YOUR OBJECTIVE:
Copy all lines in the data that contain the string "interrupted".

::::::

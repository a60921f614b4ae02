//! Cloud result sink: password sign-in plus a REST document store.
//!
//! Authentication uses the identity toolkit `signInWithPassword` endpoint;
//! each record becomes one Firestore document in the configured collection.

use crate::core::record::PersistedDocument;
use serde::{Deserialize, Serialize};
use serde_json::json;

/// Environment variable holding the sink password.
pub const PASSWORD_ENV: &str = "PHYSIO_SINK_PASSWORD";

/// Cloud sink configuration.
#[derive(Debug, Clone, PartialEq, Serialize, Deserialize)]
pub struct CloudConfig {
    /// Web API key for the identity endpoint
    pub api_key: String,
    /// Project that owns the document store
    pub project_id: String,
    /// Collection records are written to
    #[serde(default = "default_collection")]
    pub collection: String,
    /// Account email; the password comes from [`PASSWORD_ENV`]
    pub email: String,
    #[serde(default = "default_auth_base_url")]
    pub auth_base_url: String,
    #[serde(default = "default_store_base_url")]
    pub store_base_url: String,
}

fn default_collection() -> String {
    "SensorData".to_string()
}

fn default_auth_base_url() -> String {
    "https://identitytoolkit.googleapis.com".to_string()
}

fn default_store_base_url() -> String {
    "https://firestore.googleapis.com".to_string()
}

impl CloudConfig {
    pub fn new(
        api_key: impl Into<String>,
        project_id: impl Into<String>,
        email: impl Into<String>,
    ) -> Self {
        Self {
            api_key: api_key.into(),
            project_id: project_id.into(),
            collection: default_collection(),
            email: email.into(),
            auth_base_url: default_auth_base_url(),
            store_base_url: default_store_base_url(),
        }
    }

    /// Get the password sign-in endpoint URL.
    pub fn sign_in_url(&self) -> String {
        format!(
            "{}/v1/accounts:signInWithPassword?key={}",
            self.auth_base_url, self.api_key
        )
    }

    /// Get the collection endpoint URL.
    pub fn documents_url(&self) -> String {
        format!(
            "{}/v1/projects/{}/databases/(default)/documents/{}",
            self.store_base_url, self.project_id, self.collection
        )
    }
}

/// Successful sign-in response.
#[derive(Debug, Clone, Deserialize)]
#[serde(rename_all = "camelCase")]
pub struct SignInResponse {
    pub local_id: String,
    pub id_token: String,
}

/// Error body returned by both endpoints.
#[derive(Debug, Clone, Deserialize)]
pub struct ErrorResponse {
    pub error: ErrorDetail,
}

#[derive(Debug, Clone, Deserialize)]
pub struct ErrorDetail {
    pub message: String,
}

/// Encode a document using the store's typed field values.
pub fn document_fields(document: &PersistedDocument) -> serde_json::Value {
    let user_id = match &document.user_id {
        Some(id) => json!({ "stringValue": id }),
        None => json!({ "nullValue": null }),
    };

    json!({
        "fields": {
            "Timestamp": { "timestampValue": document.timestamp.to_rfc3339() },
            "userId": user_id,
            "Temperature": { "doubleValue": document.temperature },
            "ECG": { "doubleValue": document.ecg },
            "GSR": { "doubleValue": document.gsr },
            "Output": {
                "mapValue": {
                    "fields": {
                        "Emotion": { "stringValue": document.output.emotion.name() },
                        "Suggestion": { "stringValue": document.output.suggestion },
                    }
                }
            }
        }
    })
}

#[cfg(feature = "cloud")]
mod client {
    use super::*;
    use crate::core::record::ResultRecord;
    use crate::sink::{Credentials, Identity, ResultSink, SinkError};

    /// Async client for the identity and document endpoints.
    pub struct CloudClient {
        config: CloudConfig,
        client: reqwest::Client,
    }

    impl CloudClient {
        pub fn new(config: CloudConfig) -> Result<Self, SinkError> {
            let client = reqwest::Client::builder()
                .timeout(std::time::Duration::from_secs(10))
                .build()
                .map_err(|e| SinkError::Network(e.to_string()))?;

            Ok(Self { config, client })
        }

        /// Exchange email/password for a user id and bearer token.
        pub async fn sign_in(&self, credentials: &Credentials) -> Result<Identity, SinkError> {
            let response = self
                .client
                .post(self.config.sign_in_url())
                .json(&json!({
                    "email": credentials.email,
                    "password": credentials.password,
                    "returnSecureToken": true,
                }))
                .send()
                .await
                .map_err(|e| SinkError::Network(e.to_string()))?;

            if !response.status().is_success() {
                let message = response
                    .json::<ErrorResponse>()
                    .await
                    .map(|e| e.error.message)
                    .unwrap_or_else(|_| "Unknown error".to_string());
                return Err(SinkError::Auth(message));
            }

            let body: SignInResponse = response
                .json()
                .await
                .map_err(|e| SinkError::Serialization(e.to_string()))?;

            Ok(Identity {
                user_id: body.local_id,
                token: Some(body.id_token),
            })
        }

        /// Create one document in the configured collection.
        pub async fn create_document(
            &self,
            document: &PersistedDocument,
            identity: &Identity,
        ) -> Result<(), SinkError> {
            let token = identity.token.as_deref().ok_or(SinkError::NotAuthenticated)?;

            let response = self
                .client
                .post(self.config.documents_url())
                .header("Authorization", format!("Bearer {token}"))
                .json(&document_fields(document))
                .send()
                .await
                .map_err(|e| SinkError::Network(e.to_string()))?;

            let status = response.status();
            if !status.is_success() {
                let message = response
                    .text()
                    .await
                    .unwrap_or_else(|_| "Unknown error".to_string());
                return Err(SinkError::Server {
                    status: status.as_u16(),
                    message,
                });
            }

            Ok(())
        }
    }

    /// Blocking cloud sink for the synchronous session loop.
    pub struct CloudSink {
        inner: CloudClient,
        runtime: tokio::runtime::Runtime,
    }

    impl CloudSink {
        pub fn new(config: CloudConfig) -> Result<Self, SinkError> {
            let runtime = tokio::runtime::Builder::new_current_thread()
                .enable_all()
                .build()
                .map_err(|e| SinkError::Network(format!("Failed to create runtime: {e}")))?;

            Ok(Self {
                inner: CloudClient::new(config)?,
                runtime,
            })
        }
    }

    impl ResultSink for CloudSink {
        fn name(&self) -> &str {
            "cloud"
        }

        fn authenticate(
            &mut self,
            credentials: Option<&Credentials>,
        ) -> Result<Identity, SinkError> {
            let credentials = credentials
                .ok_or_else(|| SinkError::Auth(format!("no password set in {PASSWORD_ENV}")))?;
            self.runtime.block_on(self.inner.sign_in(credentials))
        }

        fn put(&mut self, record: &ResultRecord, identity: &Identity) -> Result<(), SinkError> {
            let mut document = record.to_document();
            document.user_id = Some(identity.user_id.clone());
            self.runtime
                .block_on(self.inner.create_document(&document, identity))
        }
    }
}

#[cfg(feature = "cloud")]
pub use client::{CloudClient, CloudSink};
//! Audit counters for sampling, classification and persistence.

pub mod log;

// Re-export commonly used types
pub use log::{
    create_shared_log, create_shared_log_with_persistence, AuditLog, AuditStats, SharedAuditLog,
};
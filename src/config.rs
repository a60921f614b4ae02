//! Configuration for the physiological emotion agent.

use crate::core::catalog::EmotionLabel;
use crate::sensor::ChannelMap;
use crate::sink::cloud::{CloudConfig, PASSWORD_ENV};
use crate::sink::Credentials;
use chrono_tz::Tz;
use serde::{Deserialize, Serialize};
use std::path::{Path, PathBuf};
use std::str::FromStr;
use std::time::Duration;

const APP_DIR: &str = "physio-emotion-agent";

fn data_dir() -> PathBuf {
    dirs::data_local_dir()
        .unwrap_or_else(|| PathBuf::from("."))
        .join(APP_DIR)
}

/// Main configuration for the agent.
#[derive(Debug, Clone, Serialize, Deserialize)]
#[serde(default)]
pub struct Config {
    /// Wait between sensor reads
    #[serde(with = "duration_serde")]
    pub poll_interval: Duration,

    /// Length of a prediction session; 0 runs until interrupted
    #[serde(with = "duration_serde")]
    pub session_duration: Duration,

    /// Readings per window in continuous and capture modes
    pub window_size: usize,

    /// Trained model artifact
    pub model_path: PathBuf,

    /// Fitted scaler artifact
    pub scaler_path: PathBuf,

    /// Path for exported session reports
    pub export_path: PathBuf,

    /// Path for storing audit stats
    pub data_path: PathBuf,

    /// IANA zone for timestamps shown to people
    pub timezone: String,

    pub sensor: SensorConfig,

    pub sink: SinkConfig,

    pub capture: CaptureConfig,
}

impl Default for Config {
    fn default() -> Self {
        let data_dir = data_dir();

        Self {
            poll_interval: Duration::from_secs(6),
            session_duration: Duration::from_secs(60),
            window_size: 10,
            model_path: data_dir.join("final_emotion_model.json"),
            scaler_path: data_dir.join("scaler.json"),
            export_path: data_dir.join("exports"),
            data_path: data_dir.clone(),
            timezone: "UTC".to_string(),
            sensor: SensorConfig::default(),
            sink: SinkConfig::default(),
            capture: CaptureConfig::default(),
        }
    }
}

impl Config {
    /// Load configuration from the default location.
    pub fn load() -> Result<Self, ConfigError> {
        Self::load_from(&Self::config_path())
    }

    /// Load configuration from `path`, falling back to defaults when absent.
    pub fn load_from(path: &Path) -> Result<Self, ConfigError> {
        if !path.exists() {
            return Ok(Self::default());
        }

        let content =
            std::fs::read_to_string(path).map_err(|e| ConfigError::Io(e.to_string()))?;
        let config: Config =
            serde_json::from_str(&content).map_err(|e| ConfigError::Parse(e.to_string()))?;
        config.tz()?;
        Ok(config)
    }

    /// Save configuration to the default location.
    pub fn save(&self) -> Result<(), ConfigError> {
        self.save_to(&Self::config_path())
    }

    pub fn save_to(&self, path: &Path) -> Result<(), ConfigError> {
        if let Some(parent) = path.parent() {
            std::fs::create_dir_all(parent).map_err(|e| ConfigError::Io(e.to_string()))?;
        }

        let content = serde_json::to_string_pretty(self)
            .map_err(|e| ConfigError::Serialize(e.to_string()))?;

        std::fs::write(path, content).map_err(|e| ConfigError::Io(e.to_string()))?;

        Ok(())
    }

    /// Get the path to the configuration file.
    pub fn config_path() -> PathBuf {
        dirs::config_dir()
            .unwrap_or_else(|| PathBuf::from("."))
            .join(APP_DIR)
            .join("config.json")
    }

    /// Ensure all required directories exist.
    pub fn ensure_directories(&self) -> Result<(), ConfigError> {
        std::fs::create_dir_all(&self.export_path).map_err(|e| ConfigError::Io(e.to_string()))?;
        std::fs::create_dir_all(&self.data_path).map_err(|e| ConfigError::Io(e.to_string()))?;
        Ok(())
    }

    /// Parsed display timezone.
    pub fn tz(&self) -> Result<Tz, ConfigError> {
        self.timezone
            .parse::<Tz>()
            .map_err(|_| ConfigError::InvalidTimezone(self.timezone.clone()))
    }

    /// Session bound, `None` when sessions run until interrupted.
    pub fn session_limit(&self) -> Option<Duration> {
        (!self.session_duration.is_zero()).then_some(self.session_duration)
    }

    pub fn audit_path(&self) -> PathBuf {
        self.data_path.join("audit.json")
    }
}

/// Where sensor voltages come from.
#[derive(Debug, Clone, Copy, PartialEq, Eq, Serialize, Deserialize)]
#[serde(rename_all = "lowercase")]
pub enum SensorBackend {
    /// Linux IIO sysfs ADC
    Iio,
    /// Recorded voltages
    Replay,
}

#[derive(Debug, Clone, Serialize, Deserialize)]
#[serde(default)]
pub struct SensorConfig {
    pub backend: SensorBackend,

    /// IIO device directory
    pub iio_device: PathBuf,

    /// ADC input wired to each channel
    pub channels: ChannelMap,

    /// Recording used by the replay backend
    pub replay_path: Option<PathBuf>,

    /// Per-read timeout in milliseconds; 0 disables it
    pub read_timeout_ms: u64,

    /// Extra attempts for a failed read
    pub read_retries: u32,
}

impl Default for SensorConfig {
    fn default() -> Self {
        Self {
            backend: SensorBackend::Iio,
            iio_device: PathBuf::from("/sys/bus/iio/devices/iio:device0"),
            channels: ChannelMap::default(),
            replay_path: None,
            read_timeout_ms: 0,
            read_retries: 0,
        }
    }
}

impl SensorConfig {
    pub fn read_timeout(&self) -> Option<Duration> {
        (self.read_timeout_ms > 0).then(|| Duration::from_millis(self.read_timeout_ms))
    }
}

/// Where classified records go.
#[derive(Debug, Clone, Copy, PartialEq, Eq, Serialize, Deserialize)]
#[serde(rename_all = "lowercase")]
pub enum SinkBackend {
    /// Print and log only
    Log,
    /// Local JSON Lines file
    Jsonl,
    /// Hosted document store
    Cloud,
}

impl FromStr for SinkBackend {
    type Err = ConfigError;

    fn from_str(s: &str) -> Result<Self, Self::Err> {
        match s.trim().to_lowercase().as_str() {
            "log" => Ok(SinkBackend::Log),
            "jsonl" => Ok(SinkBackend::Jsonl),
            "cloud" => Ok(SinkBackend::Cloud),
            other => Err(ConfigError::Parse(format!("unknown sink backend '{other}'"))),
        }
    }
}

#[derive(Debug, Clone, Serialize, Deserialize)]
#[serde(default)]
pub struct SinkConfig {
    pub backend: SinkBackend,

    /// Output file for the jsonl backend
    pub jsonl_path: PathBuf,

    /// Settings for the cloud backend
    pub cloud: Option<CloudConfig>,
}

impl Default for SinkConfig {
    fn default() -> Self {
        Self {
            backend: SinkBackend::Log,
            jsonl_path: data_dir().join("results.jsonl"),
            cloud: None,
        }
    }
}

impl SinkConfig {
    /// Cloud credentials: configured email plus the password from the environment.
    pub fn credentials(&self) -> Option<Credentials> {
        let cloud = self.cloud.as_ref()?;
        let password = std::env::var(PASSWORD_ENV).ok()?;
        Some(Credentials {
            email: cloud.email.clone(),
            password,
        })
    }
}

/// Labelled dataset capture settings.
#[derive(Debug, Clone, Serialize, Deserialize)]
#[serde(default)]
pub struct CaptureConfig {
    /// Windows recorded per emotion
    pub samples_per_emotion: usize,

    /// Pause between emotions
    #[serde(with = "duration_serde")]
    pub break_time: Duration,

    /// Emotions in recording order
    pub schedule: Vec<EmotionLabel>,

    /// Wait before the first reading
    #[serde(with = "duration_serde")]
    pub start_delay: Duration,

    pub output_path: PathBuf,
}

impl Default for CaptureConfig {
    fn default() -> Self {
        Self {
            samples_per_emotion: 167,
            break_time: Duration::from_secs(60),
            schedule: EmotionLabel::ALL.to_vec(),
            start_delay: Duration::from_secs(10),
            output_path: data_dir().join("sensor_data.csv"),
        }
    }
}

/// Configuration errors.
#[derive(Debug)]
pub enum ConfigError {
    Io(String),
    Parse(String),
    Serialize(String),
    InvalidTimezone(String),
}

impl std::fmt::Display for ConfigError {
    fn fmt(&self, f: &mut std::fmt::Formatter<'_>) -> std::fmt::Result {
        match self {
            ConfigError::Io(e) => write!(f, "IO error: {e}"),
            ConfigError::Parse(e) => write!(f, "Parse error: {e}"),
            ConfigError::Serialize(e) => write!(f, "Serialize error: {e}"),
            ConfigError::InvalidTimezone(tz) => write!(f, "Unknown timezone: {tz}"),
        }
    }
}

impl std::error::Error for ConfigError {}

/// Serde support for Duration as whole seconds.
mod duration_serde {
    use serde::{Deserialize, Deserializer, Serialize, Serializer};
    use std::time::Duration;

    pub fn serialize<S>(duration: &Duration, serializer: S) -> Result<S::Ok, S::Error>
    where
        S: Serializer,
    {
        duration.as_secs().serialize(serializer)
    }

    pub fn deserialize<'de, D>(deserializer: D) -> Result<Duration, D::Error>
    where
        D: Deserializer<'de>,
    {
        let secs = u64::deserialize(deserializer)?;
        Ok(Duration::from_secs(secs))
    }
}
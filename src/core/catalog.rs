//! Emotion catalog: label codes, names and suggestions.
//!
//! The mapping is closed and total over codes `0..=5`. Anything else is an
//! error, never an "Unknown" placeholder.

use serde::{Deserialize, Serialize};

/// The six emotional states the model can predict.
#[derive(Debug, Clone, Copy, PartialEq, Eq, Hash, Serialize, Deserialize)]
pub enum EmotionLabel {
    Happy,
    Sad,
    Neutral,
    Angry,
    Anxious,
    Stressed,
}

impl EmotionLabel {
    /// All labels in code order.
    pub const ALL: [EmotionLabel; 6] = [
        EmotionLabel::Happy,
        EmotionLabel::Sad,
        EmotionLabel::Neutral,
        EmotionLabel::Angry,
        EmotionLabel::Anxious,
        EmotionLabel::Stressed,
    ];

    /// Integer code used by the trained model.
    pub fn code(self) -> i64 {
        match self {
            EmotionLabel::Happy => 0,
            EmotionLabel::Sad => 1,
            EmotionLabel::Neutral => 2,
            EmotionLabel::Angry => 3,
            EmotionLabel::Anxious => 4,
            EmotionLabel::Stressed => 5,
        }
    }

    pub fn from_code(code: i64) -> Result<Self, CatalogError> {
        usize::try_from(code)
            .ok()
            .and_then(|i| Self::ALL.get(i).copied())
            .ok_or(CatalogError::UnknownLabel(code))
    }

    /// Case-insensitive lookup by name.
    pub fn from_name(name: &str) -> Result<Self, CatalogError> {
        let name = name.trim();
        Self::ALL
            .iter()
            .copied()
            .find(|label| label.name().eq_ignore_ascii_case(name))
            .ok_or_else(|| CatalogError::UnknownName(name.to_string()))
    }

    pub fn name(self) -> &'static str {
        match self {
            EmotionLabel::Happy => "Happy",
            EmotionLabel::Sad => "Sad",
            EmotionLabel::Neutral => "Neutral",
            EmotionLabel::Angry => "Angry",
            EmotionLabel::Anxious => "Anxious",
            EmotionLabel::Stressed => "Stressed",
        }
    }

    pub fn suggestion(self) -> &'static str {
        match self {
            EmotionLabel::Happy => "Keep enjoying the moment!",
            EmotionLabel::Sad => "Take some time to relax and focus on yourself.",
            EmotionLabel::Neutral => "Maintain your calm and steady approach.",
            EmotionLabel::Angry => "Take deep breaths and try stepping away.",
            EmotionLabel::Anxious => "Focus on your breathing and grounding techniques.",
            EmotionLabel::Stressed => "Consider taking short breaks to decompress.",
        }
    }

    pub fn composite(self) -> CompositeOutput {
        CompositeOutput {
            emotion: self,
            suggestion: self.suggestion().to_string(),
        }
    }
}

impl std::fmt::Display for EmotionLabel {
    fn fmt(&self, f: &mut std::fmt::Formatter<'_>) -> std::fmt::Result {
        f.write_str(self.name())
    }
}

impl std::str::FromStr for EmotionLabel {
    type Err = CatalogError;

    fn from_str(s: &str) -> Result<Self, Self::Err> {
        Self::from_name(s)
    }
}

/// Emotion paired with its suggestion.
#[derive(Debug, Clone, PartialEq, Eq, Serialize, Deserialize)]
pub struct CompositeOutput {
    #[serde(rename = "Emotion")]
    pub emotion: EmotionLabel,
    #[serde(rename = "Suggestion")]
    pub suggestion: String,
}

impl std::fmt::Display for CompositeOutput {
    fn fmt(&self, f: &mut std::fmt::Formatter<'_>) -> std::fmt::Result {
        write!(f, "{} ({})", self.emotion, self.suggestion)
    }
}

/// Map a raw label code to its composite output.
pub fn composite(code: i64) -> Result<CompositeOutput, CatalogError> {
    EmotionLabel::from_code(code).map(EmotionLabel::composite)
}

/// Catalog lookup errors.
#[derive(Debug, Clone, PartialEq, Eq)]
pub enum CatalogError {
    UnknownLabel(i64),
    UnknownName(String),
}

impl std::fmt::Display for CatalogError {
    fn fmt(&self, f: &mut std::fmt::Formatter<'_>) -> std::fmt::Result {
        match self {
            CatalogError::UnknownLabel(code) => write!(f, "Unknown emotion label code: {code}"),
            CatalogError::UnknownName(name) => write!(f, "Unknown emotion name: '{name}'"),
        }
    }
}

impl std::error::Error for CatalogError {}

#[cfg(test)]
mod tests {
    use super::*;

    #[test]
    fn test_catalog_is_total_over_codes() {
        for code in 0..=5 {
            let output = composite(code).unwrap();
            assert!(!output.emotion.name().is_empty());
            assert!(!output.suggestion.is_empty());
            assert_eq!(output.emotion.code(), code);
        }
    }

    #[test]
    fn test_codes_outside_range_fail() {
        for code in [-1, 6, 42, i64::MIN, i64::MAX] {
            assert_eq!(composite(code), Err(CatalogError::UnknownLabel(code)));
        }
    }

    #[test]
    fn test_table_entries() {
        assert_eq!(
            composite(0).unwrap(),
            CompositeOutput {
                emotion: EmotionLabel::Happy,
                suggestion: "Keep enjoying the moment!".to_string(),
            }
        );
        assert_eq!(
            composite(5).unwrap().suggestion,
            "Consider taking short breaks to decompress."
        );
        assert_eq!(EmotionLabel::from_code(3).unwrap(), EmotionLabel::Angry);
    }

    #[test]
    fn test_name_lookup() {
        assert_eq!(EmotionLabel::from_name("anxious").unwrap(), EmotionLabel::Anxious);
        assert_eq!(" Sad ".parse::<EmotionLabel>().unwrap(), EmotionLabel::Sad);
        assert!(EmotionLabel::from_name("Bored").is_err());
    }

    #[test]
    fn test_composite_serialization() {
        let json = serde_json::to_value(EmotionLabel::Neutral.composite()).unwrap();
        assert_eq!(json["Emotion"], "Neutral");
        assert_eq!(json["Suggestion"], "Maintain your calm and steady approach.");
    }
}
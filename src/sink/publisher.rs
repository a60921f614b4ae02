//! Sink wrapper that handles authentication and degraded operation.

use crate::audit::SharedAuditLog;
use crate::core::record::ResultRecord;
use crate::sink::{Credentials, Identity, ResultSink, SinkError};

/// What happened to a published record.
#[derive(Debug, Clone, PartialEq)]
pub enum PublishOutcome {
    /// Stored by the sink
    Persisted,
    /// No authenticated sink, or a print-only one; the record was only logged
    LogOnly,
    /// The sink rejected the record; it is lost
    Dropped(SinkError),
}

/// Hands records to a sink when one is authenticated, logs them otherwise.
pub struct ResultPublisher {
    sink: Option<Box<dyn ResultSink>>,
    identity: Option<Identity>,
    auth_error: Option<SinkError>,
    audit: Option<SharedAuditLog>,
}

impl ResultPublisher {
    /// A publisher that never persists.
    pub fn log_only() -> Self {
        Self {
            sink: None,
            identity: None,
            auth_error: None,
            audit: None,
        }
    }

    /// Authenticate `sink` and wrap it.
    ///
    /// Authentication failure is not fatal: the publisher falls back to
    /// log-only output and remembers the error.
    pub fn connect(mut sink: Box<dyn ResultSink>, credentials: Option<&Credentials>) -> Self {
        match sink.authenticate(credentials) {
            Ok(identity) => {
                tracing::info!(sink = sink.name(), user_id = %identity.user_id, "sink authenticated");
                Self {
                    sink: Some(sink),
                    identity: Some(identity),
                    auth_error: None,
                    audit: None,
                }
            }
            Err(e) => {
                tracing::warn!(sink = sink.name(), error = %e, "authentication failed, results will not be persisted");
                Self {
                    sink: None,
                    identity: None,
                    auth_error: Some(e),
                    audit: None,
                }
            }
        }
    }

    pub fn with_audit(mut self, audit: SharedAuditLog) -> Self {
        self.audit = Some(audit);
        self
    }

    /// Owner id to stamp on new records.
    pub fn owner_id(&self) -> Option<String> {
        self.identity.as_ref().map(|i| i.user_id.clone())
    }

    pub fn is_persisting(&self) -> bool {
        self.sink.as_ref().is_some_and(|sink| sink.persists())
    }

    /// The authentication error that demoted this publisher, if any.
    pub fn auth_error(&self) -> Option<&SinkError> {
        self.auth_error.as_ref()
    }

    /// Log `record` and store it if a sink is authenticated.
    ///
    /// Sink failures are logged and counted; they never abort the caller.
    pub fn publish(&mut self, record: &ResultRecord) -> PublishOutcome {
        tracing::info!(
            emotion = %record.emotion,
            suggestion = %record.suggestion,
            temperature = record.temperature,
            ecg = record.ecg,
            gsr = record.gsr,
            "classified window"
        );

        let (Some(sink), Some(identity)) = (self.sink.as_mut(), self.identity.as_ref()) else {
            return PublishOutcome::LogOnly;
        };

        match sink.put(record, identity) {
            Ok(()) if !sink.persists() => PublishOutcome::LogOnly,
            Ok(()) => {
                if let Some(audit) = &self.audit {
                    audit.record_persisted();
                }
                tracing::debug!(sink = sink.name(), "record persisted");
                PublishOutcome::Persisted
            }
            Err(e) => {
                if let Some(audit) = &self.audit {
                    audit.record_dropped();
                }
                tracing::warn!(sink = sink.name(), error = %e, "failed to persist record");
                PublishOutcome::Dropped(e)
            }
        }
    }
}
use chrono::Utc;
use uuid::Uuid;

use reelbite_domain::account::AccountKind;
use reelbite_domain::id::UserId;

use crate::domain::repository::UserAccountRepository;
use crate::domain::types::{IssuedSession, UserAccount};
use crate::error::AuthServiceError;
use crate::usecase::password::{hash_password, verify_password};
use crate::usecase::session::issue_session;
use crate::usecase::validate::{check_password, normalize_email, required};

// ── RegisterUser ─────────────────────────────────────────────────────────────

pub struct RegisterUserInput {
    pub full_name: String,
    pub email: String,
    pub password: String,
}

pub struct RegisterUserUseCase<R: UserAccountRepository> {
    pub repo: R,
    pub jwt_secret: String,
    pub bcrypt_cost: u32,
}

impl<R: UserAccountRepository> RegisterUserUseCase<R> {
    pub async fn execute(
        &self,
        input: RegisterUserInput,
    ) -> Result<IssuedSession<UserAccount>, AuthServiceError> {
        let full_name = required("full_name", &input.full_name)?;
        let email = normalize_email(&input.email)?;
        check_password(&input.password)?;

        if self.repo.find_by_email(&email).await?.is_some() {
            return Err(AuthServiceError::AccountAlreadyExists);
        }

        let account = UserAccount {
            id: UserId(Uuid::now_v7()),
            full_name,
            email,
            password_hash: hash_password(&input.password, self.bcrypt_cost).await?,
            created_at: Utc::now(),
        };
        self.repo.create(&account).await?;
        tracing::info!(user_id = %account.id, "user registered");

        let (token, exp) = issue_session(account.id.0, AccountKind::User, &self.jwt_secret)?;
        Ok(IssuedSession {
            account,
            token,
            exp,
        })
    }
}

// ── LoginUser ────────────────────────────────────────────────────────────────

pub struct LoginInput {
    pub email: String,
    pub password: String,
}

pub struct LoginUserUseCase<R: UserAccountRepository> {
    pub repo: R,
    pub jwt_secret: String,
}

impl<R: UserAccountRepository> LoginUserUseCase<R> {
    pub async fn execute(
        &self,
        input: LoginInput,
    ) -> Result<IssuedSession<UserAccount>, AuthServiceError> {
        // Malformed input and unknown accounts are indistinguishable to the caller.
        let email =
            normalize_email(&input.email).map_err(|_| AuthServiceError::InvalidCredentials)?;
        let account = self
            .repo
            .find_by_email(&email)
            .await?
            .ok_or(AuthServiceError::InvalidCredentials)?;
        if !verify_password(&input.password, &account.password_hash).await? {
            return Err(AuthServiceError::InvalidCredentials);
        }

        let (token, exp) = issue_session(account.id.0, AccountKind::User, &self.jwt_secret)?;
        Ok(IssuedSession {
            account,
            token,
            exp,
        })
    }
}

::::::

REPLY:
    /// Length of a prediction session; 0 runs until interrupted
    /// Session bound, `None` when sessions run until interrupted.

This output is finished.